Skyrim‘s level system works on a 1-50 scale. Though, level 50 isn’t the limit; when you reach level 50, you’ll gain experience much slower, making leveling a much more difficult process.
Each time a player levels, they’ll earn extra health. Additionally, they can also pick one of the following traits to boost: stamina, health, or magic.
There’s no class selection at the start of the game. Every skill a player earns will help contribute to their overall level. Every time a player levels, new perks are unlocked. Sound familiar?
“Since people are asking, wanted to briefly touch on level scaling. All our games have had some amount of randomness/levelling based on player level. Skyrim’s is similar to Fallout 3′s, not Oblivion’s.”
- Bethesda Community Manager
Level-scaling makes a return. Meaning: “The game eventually logs a huge storehouse of knowledge about how you’ve played, and subsequently tailors content to your capabilities and experiences. Entering a city, a young woman might approach you and beg you to save her daughter from kidnappers. The game will look at the nearby dungeons you’ve explored, automatically set the mission in a place you’ve never visited, and designate opponents that are appropriately matched to your strengths and weaknesses.”
There are 18 skills for players to learn, which is three down from Oblivion and eleven down from Morrowind.
Skills will try and accommodate the player who wants to put their focus into a single profession, as well as allow room for players who prefer to do a little bit of everything.
The mysticism skill is gone.
The enchanting skill remains.
The game is set in the Nord region of Skyrim, 200 years after the events of Oblivion. The player, as one of the dragonborn, is called upon to stop the prophetic return of the dragons. The player’s mentor is one of the last blades.
The world includes five massive cities. Its dungeons, caves, underground areas, etcetera ad nauseum - will have far more variation than past games.
Conversations do not zoom into the person’s face anymore. (YAY!) They’re more realistic in Skyrim; the person you’re talking to will do things such as walk around, perform tasks whilst in conversation, glance at you every now and then, etc.
So, good news all 'round - faces are heavily improved. ie: They don’t look shit anymore.

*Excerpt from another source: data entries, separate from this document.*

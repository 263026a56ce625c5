use anyhow::{Context, Result, bail};
use clap::{Args, Parser, Subcommand};
use indicatif::{ProgressBar, ProgressStyle};
use log::{debug, info};
use std::path::{Path, PathBuf};

use placeagg::aggregate::{AggregateOptions, Progress};
use placeagg::analysis::{EdgeMassPipeline, NhdPipeline, edge_masses, nhd_matrix};
use placeagg::output::{self, MatrixFormat};
use placeagg::placement::{MassNorm, SampleOptions};
use placeagg::runtime;

#[derive(Parser)]
#[command(
    name = "placeagg",
    version,
    about = "Aggregate phylogenetic placement samples over a shared reference tree"
)]
struct Cli {
    /// Number of worker threads (default: environment hints, then all cores).
    #[arg(long, global = true)]
    threads: Option<usize>,

    /// Log debug messages.
    #[arg(short, long, global = true)]
    verbose: bool,

    #[command(subcommand)]
    command: Command,
}

#[derive(Subcommand)]
enum Command {
    /// Pairwise Node Histogram Distance between samples.
    Nhd(NhdArgs),
    /// Placement mass per edge, accumulated over all samples.
    HeatTree(HeatTreeArgs),
}

#[derive(Args)]
struct InputArgs {
    /// jplace files, or directories containing them.
    #[arg(required = true)]
    jplace_path: Vec<PathBuf>,

    /// Use only the most likely placement of each pquery, with full weight.
    #[arg(long)]
    point_mass: bool,

    /// Count every pquery name once, regardless of its multiplicity.
    #[arg(long)]
    ignore_multiplicities: bool,
}

#[derive(Args)]
struct OutputArgs {
    #[arg(long, default_value = ".")]
    out_dir: PathBuf,

    #[arg(long, default_value = "")]
    file_prefix: String,

    #[arg(long)]
    allow_file_overwriting: bool,

    /// Also write the result as .npz.
    #[arg(long)]
    npz: bool,
}

#[derive(Args)]
struct NhdArgs {
    #[command(flatten)]
    input: InputArgs,

    #[command(flatten)]
    output: OutputArgs,

    /// Bins per node histogram.
    #[arg(
        long,
        default_value_t = 25,
        value_parser = clap::builder::RangedU64ValueParser::<usize>::new().range(1..)
    )]
    histogram_bins: usize,

    #[arg(long, value_enum, default_value_t = MatrixFormat::Matrix)]
    matrix_format: MatrixFormat,

    #[arg(long)]
    omit_matrix_labels: bool,
}

#[derive(Args)]
struct HeatTreeArgs {
    #[command(flatten)]
    input: InputArgs,

    #[command(flatten)]
    output: OutputArgs,

    #[arg(long, value_enum, default_value_t = MassNorm::Relative)]
    mass_norm: MassNorm,
}

impl InputArgs {
    fn sample_options(&self, mass_norm: MassNorm) -> SampleOptions {
        SampleOptions {
            point_mass: self.point_mass,
            ignore_multiplicities: self.ignore_multiplicities,
            mass_norm,
        }
    }
}

/// Expands directories to their `*.jplace` files (sorted); files are kept as given.
fn collect_jplace_paths(inputs: &[PathBuf]) -> Result<Vec<PathBuf>> {
    let mut out = Vec::new();
    for input in inputs {
        if input.is_dir() {
            let mut found: Vec<PathBuf> = std::fs::read_dir(input)
                .with_context(|| format!("list {}", input.display()))?
                .filter_map(|entry| entry.ok().map(|e| e.path()))
                .filter(|p| p.is_file() && p.extension().is_some_and(|ext| ext == "jplace"))
                .collect();
            found.sort();
            debug!("[input] {} jplace files in {}", found.len(), input.display());
            out.extend(found);
        } else if input.is_file() {
            out.push(input.clone());
        } else {
            bail!("input {:?} does not exist", input);
        }
    }
    Ok(out)
}

struct BarProgress {
    bar: ProgressBar,
}

impl BarProgress {
    fn new(total: usize) -> Self {
        let bar = ProgressBar::new(total as u64);
        if let Ok(style) =
            ProgressStyle::with_template("[{elapsed_precise}] {bar:40} {pos}/{len} files {msg}")
        {
            bar.set_style(style.progress_chars("=>-"));
        }
        BarProgress { bar }
    }
}

impl Progress for BarProgress {
    fn file_done(&self, done: usize, total: usize, path: &Path) {
        debug!("[input] processed file {done} of {total}: {}", path.display());
        self.bar.set_position(done as u64);
        self.bar.set_message(path.display().to_string());
    }
}

impl Drop for BarProgress {
    fn drop(&mut self) {
        self.bar.finish_and_clear();
    }
}

fn run_nhd(args: &NhdArgs, options: &AggregateOptions) -> Result<()> {
    let out = &args.output;
    let tsv = output::output_path(&out.out_dir, &out.file_prefix, "nhd_matrix", "tsv");
    let npz = output::output_path(&out.out_dir, &out.file_prefix, "nhd_matrix", "npz");
    let mut targets = vec![tsv.clone()];
    if out.npz {
        targets.push(npz.clone());
    }
    output::check_nonexistent(&targets, out.allow_file_overwriting)?;

    let paths = collect_jplace_paths(&args.input.jplace_path)?;
    info!("[nhd] {} input files, {} histogram bins", paths.len(), args.histogram_bins);
    let pipeline = NhdPipeline {
        sample_options: args.input.sample_options(MassNorm::Absolute),
        bins: args.histogram_bins,
    };
    let matrix = {
        let progress = BarProgress::new(paths.len());
        nhd_matrix(&paths, &pipeline, options, &progress)?
    };

    info!("[nhd] writing distance matrix to {}", tsv.display());
    let names = output::sample_names(&paths);
    let labels = (!args.omit_matrix_labels).then_some(names.as_slice());
    let mut w = output::create_output(&tsv)?;
    output::write_matrix(&mut w, &matrix, labels, args.matrix_format, "Sample")?;
    if out.npz {
        output::save_matrix_npz(&npz, &matrix)?;
        info!("[nhd] matrix also saved to {}", npz.display());
    }
    Ok(())
}

fn run_heat_tree(args: &HeatTreeArgs, options: &AggregateOptions) -> Result<()> {
    let out = &args.output;
    let tsv = output::output_path(&out.out_dir, &out.file_prefix, "edge_masses", "tsv");
    let npz = output::output_path(&out.out_dir, &out.file_prefix, "edge_masses", "npz");
    let mut targets = vec![tsv.clone()];
    if out.npz {
        targets.push(npz.clone());
    }
    output::check_nonexistent(&targets, out.allow_file_overwriting)?;

    let paths = collect_jplace_paths(&args.input.jplace_path)?;
    info!("[heat-tree] {} input files, mass norm {:?}", paths.len(), args.mass_norm);
    let pipeline = EdgeMassPipeline {
        sample_options: args.input.sample_options(args.mass_norm),
    };
    let result = {
        let progress = BarProgress::new(paths.len());
        edge_masses(&paths, &pipeline, options, &progress)?
    };

    info!("[heat-tree] writing edge masses to {}", tsv.display());
    let mut w = output::create_output(&tsv)?;
    output::write_edge_masses(&mut w, &result.tree, &result.masses)?;
    if out.npz {
        output::save_edge_masses_npz(&npz, &result.tree, &result.masses)?;
        info!("[heat-tree] masses also saved to {}", npz.display());
    }
    Ok(())
}

fn main() -> Result<()> {
    let cli = Cli::parse();

    let level = if cli.verbose { "debug" } else { "info" };
    env_logger::Builder::from_env(env_logger::Env::default().default_filter_or(level))
        .target(env_logger::Target::Stderr)
        .init();

    runtime::configure_thread_pool(cli.threads);
    // the global pool is already sized from --threads
    let options = AggregateOptions::default();

    match &cli.command {
        Command::Nhd(args) => run_nhd(args, &options),
        Command::HeatTree(args) => run_heat_tree(args, &options),
    }
}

Combat is more dynamic and tactical; each hand is assigned a function (ex: magic in one hand, a weapon in the other). The team is putting a lot of care into the different feel of each weapon in the player’s hands. They’re also putting a heavy emphasis on improving combat in Skyrim.
Enemies include: zombies, skeletons, trolls, giants, ice wraiths, giant spiders, dragons, wolves, horses, mammoth, saber-toothed cats, and other creatures.
Weapon-y. (Yes, I made that up - so what?)
Quests, like combat, also boast a more dynamic feel. You’ll be assigned quests depending on how you develop your character. For example: a frequent magic user may be approached by another mage and assign you a quest. Had you been a frequent melee fighter, the mage would not have approached you.
To better suit the player, quests will be modified depending on what you’ve done (see 'level scaling' above, or the following example). An example: you must rescue a girl from a certain location. This location will be in an area you’ve yet to visit with enemies that are of or near your level in order to have the player visit a new location and be combatant with challenging enemies.
Also of note: in Oblivion, if you dropped an item, it would stay there forever. Depending on where you drop items in Skyrim, different events could happen. Another example: if you drop a dagger in a town, a young boy might pick it up and find you to return it. Or in a different situation: a group of men could find it and fight over who gets to keep it.
*cough cough* Questy.
The engine is indeed...completely new. Snow falls dynamically, trees and branches move independently according to the wind, and water flows beautifully. There's talk of 'dynamic shadows', as well. Wow.
Third-person view has been vastly improved.
There is an option to remove the HUD for players who want the entire screen to be taken advantage of. (Get in!)
Players can sprint if they feel like going fast. Or they could fast-travel, allowing them to transport to any previously visited location on the map.
Dragons can attack a town, meaning that towns may (I'm guessing) also be open to other creature attacks. You can also duel an NPC in town, western styley, if you’d like. Yee-haw.
Now if you'll excuse me, I need to go dust-off my chaps.